# security in an open truck bed



## thom (Nov 3, 2006)

I drive a utility body one ton dually. Holds an awful lot.

Just had a door on a house kicked in a couple days ago. They got a compressor, airless sprayer, compound miter saw... And of course they trashed the door, jamb, trim.


----------



## L&B Enterprises (Jul 26, 2007)

I live in a relatively small town. I am in the market for a 12-14' enclosed trailer to haul everything in. I may put something like "Dog waste cleanup service" on the side to keep thiefs away.:whistling


----------



## Tmrrptr (Mar 22, 2007)

I always used a van, because of snow & rain, but I'm sure it helped w theft prevention. Bad for sheet goods, but I had 'em dropped.

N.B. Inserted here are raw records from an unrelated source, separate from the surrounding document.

//! GB/T 32960.3 terminal: entry point.
//!
//! Connects to a monitoring platform, logs every packet it receives, and
//! acknowledges platform commands that wait for an answer.
//!
//! # Usage
//!
//! ```text
//! gbt32960-client [OPTIONS]
//!
//! Options:
//!   --config <PATH>   TOML configuration file [default: gbt32960-client.toml]
//!   --host   <HOST>   Platform hostname or IP (overrides the file)
//!   --port   <PORT>   Platform TCP port (overrides the file)
//!   --vin    <VIN>    Vehicle identification number (overrides the file)
//! ```
//!
//! # Environment variable overrides
//!
//! | Variable          | Overrides   |
//! |-------------------|-------------|
//! | `GBT32960_CONFIG` | `--config`  |
//! | `GBT32960_HOST`   | `--host`    |
//! | `GBT32960_PORT`   | `--port`    |
//! | `GBT32960_VIN`    | `--vin`     |
//!
//! CLI args take precedence over environment variables, which take precedence
//! over the configuration file.
//!
//! # Event loop (for beginners)
//!
//! The session's reader task calls our packet handler for every decoded
//! packet.  Handlers must not block, so the handler only pushes the packet onto
//! an `mpsc` channel.  The `select!` loop below pulls packets off that channel,
//! logs them, and runs the auto-acknowledge use case, which may write a reply
//! back through the session.

use std::path::PathBuf;
use std::sync::Arc;

use anyhow::Context;
use clap::Parser;
use gbt32960_core::SystemClock;
use tokio::sync::{mpsc, Notify};
use tracing::{debug, error, info, warn};
use tracing_subscriber::EnvFilter;

use gbt32960_client::application::respond::{AutoAckUseCase, PacketSender};
use gbt32960_client::infrastructure::network::Session;
use gbt32960_client::infrastructure::storage::config::{load_config, ClientConfig};

// ── CLI argument definitions ──────────────────────────────────────────────────

/// GB/T 32960.3 vehicle terminal.
#[derive(Debug, Parser)]
#[command(
    name = "gbt32960-client",
    about = "GB/T 32960.3 vehicle terminal: connects to a platform and acknowledges its commands",
    version
)]
struct Cli {
    /// Path to the TOML configuration file.  A missing file means defaults.
    #[arg(long, default_value = "gbt32960-client.toml", env = "GBT32960_CONFIG")]
    config: PathBuf,

    /// Hostname or IP address of the platform.
    #[arg(long, env = "GBT32960_HOST")]
    host: Option<String>,

    /// TCP port of the platform.
    #[arg(long, env = "GBT32960_PORT")]
    port: Option<u16>,

    /// Vehicle identification number (at most 17 characters).
    #[arg(long, env = "GBT32960_VIN")]
    vin: Option<String>,
}

impl Cli {
    /// Applies the command-line overrides on top of the file configuration.
    fn apply_to(self, mut config: ClientConfig) -> ClientConfig {
        if let Some(host) = self.host {
            config.platform.host = host;
        }
        if let Some(port) = self.port {
            config.platform.port = port;
        }
        if let Some(vin) = self.vin {
            config.vehicle.vin = vin;
        }
        config
    }
}

// ── Entry point ───────────────────────────────────────────────────────────────

#[tokio::main]
async fn main() -> anyhow::Result<()> {
    let cli = Cli::parse();
    let config_path = cli.config.clone();
    let file_config = load_config(&config_path)
        .with_context(|| format!("failed to load config from {}", config_path.display()))?;
    let config = cli.apply_to(file_config);

    // `RUST_LOG` wins; otherwise the configured level applies.
    tracing_subscriber::fmt()
        .with_env_filter(
            EnvFilter::try_from_default_env()
                .unwrap_or_else(|_| EnvFilter::new(&config.log_level)),
        )
        .init();

    let vin = config.vin().context("invalid VIN in configuration")?;
    let session_config = config.session_config();
    info!(
        "GB/T 32960 terminal starting: VIN={vin}, platform={}",
        session_config.address()
    );

    let session = Arc::new(Session::new(session_config));

    let (packet_tx, mut packet_rx) = mpsc::unbounded_channel();
    session.register_handler(move |packet| {
        let _ = packet_tx.send(packet);
    });

    let closed = Arc::new(Notify::new());
    let closed_hook = Arc::clone(&closed);
    session.register_disconnect_handler(move || closed_hook.notify_one());

    session
        .connect()
        .await
        .context("could not reach the platform")?;

    let sender: Arc<dyn PacketSender> = session.clone();
    let auto_ack = AutoAckUseCase::new(sender, Arc::new(SystemClock), config.session.auto_ack);

    // ── Event loop ────────────────────────────────────────────────────────────
    loop {
        tokio::select! {
            // Packets already queued are handled before a disconnect is noticed.
            biased;

            Some(packet) = packet_rx.recv() => {
                info!("received {packet}");
                if packet.vin != vin {
                    debug!("packet addressed to VIN {} (configured {vin})", packet.vin);
                }
                if let Err(e) = auto_ack.handle(&packet).await {
                    warn!("{e}");
                }
            }
            _ = closed.notified() => {
                info!("platform connection closed");
                break;
            }
            signal = tokio::signal::ctrl_c() => {
                match signal {
                    Ok(()) => info!("received Ctrl+C, disconnecting"),
                    Err(e) => error!("failed to listen for Ctrl+C signal: {e}"),
                }
                session.disconnect().await;
                break;
            }
        }
    }

    info!("GB/T 32960 terminal stopped");
    Ok(())
}

// ── Tests ─────────────────────────────────────────────────────────────────────
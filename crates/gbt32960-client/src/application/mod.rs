//! Application layer use cases for the terminal.
//!
//! - **`respond`** – Answers platform commands that are waiting for an
//!   acknowledgement.  The packet sender and the clock are injected at
//!   construction time, so the use case has no direct dependency on sockets or
//!   the wall clock.

pub mod respond;
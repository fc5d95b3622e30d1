use std::fmt;
use thiserror::Error;

#[derive(Debug, Error)]
pub enum Error {
    #[error("Jira API error: {0}")]
    Api(String),

    #[error("HTTP error: {0}")]
    Http(#[from] reqwest::Error),

    #[error("Database error: {0}")]
    Database(String),

    #[error("Migration error: {0}")]
    Migration(String),

    #[error("Invalid project key: {0}")]
    InvalidProjectKey(String),

    #[error("Invalid input: {0}")]
    InvalidInput(String),

    #[error("Configuration error: {0}")]
    Config(String),

    #[error("LLM error: {0}")]
    Llm(String),

    #[error("Unknown assignee account: {0}")]
    UnknownAccount(String),
}

impl From<rusqlite::Error> for Error {
    fn from(e: rusqlite::Error) -> Self {
        Error::Database(e.to_string())
    }
}

impl From<rusqlite_migration::Error> for Error {
    fn from(e: rusqlite_migration::Error) -> Self {
        Error::Migration(e.to_string())
    }
}

impl<E: fmt::Display> From<tokio_rusqlite::Error<E>> for Error {
    fn from(e: tokio_rusqlite::Error<E>) -> Self {
        Error::Database(e.to_string())
    }
}

pub type Result<T> = std::result::Result<T, Error>;
use chrono::NaiveDateTime;
use serde::Serialize;

/// Per-issue analysis row, keyed by `issue_key`.
#[derive(Debug, Clone, PartialEq, Serialize)]
pub struct IssueAnalysis {
    pub issue_key: String,
    pub project_key: String,
    pub summary: Option<String>,
    pub description: Option<String>,
    pub status: Option<String>,
    pub assignee_account_id: Option<String>,
    pub assignee_name: Option<String>,
    pub assignee_email: Option<String>,
    pub created_at: Option<NaiveDateTime>,
    /// Set once the issue reaches a resolved state upstream.
    pub resolved_at: Option<NaiveDateTime>,
    pub time_taken_hours: Option<f64>,
    /// Rate used the last time cost was computed for this row.
    pub assignee_hourly_cost: Option<f64>,
    pub total_cost: Option<f64>,
    /// In [0.0, 1.0].
    pub efficiency_score: Option<f64>,
    pub last_synced_at: NaiveDateTime,
}

impl IssueAnalysis {
    pub fn is_completed(&self) -> bool {
        self.resolved_at.is_some()
    }
}

/// Per-assignee aggregate row, keyed by `account_id`.
///
/// Everything except `hourly_cost` is derived from the account's completed
/// issues and rewritten on every aggregation pass.
#[derive(Debug, Clone, PartialEq, Serialize)]
pub struct AssigneePerformance {
    pub account_id: String,
    pub name: Option<String>,
    pub email: Option<String>,
    pub hourly_cost: f64,
    pub total_issues_completed: u64,
    pub average_time_hours: f64,
    pub average_efficiency_score: f64,
    pub total_cost_incurred: f64,
    pub last_updated_at: NaiveDateTime,
}

/// Outcome of a full aggregation pass.
#[derive(Debug, Clone, Default, PartialEq, Eq, Serialize)]
pub struct AggregateReport {
    /// Accounts whose performance row was created or rewritten.
    pub assignees_updated: u64,
    /// Accounts seen on issues but without any completed issue.
    pub assignees_skipped: u64,
}

/// Outcome of an hourly rate change.
#[derive(Debug, Clone, PartialEq, Serialize)]
pub struct RateUpdate {
    pub account_id: String,
    pub hourly_cost: f64,
    /// Issue rows whose cost was recomputed.
    pub issues_repriced: u64,
}
use std::time::Duration;

use async_trait::async_trait;
use serde::{Deserialize, Serialize};
use url::Url;

use crate::error::{Error, Result};
use crate::llm::context::QueryContext;
use crate::llm::QueryService;

#[derive(Serialize)]
struct ChatRequest<'a> {
    prompt: &'a str,
    context: &'a QueryContext,
}

#[derive(Debug, Deserialize)]
struct ChatResponse {
    #[serde(default)]
    response: Option<String>,
    #[serde(default)]
    error: Option<String>,
}

/// Client for a chat server exposing `POST /api/chat`.
#[derive(Debug, Clone)]
pub struct HttpQueryService {
    http: reqwest::Client,
    endpoint: Url,
    api_key: Option<String>,
}

impl HttpQueryService {
    pub fn new(server_url: &str, api_key: Option<String>, timeout: Duration) -> Result<Self> {
        let mut base = Url::parse(server_url)
            .map_err(|e| Error::Config(format!("invalid llm_server_url {server_url}: {e}")))?;
        if !base.path().ends_with('/') {
            let path = format!("{}/", base.path());
            base.set_path(&path);
        }
        let endpoint = base
            .join("api/chat")
            .map_err(|e| Error::Config(format!("invalid llm_server_url {server_url}: {e}")))?;
        let http = reqwest::Client::builder().timeout(timeout).build()?;
        Ok(Self {
            http,
            endpoint,
            api_key: api_key.filter(|k| !k.is_empty()),
        })
    }

    pub fn endpoint(&self) -> &Url {
        &self.endpoint
    }
}

#[async_trait]
impl QueryService for HttpQueryService {
    fn name(&self) -> &str {
        "http"
    }

    async fn ask(&self, prompt: &str, context: &QueryContext) -> Result<String> {
        let mut request = self
            .http
            .post(self.endpoint.clone())
            .json(&ChatRequest { prompt, context });
        if let Some(ref key) = self.api_key {
            request = request.bearer_auth(key);
        }

        let response = request.send().await?;
        let status = response.status();
        if !status.is_success() {
            let body = response.text().await.unwrap_or_default();
            return Err(Error::Llm(format!(
                "query server returned {}: {body}",
                status.as_u16()
            )));
        }

        let body: ChatResponse = response.json().await?;
        if let Some(error) = body.error.filter(|e| !e.is_empty()) {
            return Err(Error::Llm(format!("query server error: {error}")));
        }
        body.response
            .ok_or_else(|| Error::Llm("query server returned no response".into()))
    }
}
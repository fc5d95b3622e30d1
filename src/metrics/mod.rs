pub mod aggregate;
pub mod cost;
pub mod types;

pub use types::*;
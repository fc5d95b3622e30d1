use crate::llm::context::QueryContext;

/// Deterministic answer built from the context when the query service is
/// unavailable. Routed on keywords in the prompt.
pub fn summarize(prompt: &str, ctx: &QueryContext) -> String {
    let prompt = prompt.to_lowercase();
    let issue_count = ctx.issues.len();
    let assignee_count = ctx.assignees.len();

    if prompt.contains("cost") || prompt.contains("expensive") {
        return format!(
            "The total cost across all issues is ${:.2}. There are {issue_count} issues and {assignee_count} assignees in the system.",
            total_cost(ctx)
        );
    }

    if prompt.contains("efficien") || prompt.contains("performance") {
        let top = ctx.assignees.iter().max_by(|a, b| {
            a.average_efficiency_score
                .total_cmp(&b.average_efficiency_score)
        });
        return match top {
            Some(a) => format!(
                "The most efficient assignee is {} with an average efficiency score of {:.2}. They completed {} issues with an average time of {:.2} hours.",
                a.name.as_deref().unwrap_or(&a.account_id),
                a.average_efficiency_score,
                a.total_issues_completed,
                a.average_time_hours
            ),
            None => "No assignee performance data available. Please sync issues first.".to_string(),
        };
    }

    if prompt.contains("issue") || prompt.contains("task") {
        let completed = ctx.issues.iter().filter(|i| i.is_completed()).count();
        let ratio = if issue_count == 0 {
            0.0
        } else {
            completed as f64 / issue_count as f64 * 100.0
        };
        return format!(
            "There are {issue_count} issues in the system. {completed} are completed ({ratio:.0}%). The average time per completed issue is {:.2} hours.",
            average_time(ctx)
        );
    }

    format!(
        "Based on the project data: There are {issue_count} issues and {assignee_count} assignees. The total cost is ${:.2}. Would you like more specific information about costs, efficiency, or issues?",
        total_cost(ctx)
    )
}

fn total_cost(ctx: &QueryContext) -> f64 {
    ctx.issues
        .iter()
        .filter_map(|i| i.total_cost)
        .fold(0.0, |acc, c| acc + c)
}

fn average_time(ctx: &QueryContext) -> f64 {
    let times: Vec<f64> = ctx.issues.iter().filter_map(|i| i.time_taken_hours).collect();
    if times.is_empty() {
        0.0
    } else {
        times.iter().sum::<f64>() / times.len() as f64
    }
}

#[cfg(test)]
mod tests {
    use super::*;
    use crate::test_support::{completed_issue, open_issue, performance};

    fn sample() -> QueryContext {
        let mut a = completed_issue("MW-1", Some("acc-1"), 2.0);
        a.total_cost = Some(100.0);
        let mut b = completed_issue("MW-2", Some("acc-2"), 4.0);
        b.total_cost = Some(250.5);

        let mut fast = performance("acc-1", 50.0);
        fast.average_efficiency_score = 0.9;
        fast.total_issues_completed = 1;
        fast.average_time_hours = 2.0;
        let mut slow = performance("acc-2", 62.5);
        slow.average_efficiency_score = 0.4;

        QueryContext::new(vec![a, b, open_issue("MW-3", None)], vec![slow, fast])
    }

    #[test]
    fn test_cost_question() {
        assert_eq!(
            summarize("Which issues were most EXPENSIVE?", &sample()),
            "The total cost across all issues is $350.50. There are 3 issues and 2 assignees in the system."
        );
    }

    #[test]
    fn test_cost_question_without_data() {
        assert_eq!(
            summarize("total cost?", &QueryContext::default()),
            "The total cost across all issues is $0.00. There are 0 issues and 0 assignees in the system."
        );
    }

    #[test]
    fn test_efficiency_question() {
        assert_eq!(
            summarize("Who is the most efficient?", &sample()),
            "The most efficient assignee is Name acc-1 with an average efficiency score of 0.90. They completed 1 issues with an average time of 2.00 hours."
        );
        assert_eq!(
            summarize("team performance?", &QueryContext::default()),
            "No assignee performance data available. Please sync issues first."
        );
    }

    #[test]
    fn test_issue_question() {
        assert_eq!(
            summarize("How many tasks are done?", &sample()),
            "There are 3 issues in the system. 2 are completed (67%). The average time per completed issue is 3.00 hours."
        );
        assert_eq!(
            summarize("issues?", &QueryContext::default()),
            "There are 0 issues in the system. 0 are completed (0%). The average time per completed issue is 0.00 hours."
        );
    }

    #[test]
    fn test_general_question() {
        assert_eq!(
            summarize("hello", &sample()),
            "Based on the project data: There are 3 issues and 2 assignees. The total cost is $350.50. Would you like more specific information about costs, efficiency, or issues?"
        );
    }
}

Now I use a pickup w shell. Still have big loads delivered.
Don't like the pickup w/shell, because whatever u want is trapped up near cab and I don't have side windows that open,

Always wondered about using a 5ft section of chain link fencing between two fence posts, locked down over my normal? load of tools...
r


----------



## randomkiller (Sep 22, 2007)

All the vans, pick up caps and window tints and locks only keep honest people honest. I have spent years working in NYC and north jersey, people will rip you off if they want. Ever see a kid shove a screwdriver in the side of the license plate holder of a van and the door open as he pulls out the driver, it takes just that long. Companies I have worked for offer street people a bottle at the end of the day to watch the trucks. Hell they will kill for a forty. I worked on a job in newark and actually saw one EC buy back his drills from some scumbag at lunchtime. I try and park in the indoor lots to give security half a chance. I had a brand new chop saw taken out of a van right in front of a police precinct, the back window had been popped out, maybe one of the cops getting off duty. I will agree that the Knack boxes are the best, if you pry up on the lid of other brands the spot welds break off the lock holders. I have been told by most contractors I worked for that theft in the city is just another part of doing business. I tried holding back the tip of a Hilti with a pair of linemans to fire a stud at a guy breaking into one of our company vans from the fourth story of a building and the bang was ok but the stud looked like a cartoon just falling out of the barrel. Sorry just venting, I have taken it personal when my company trucks have gotten ripped off.


----------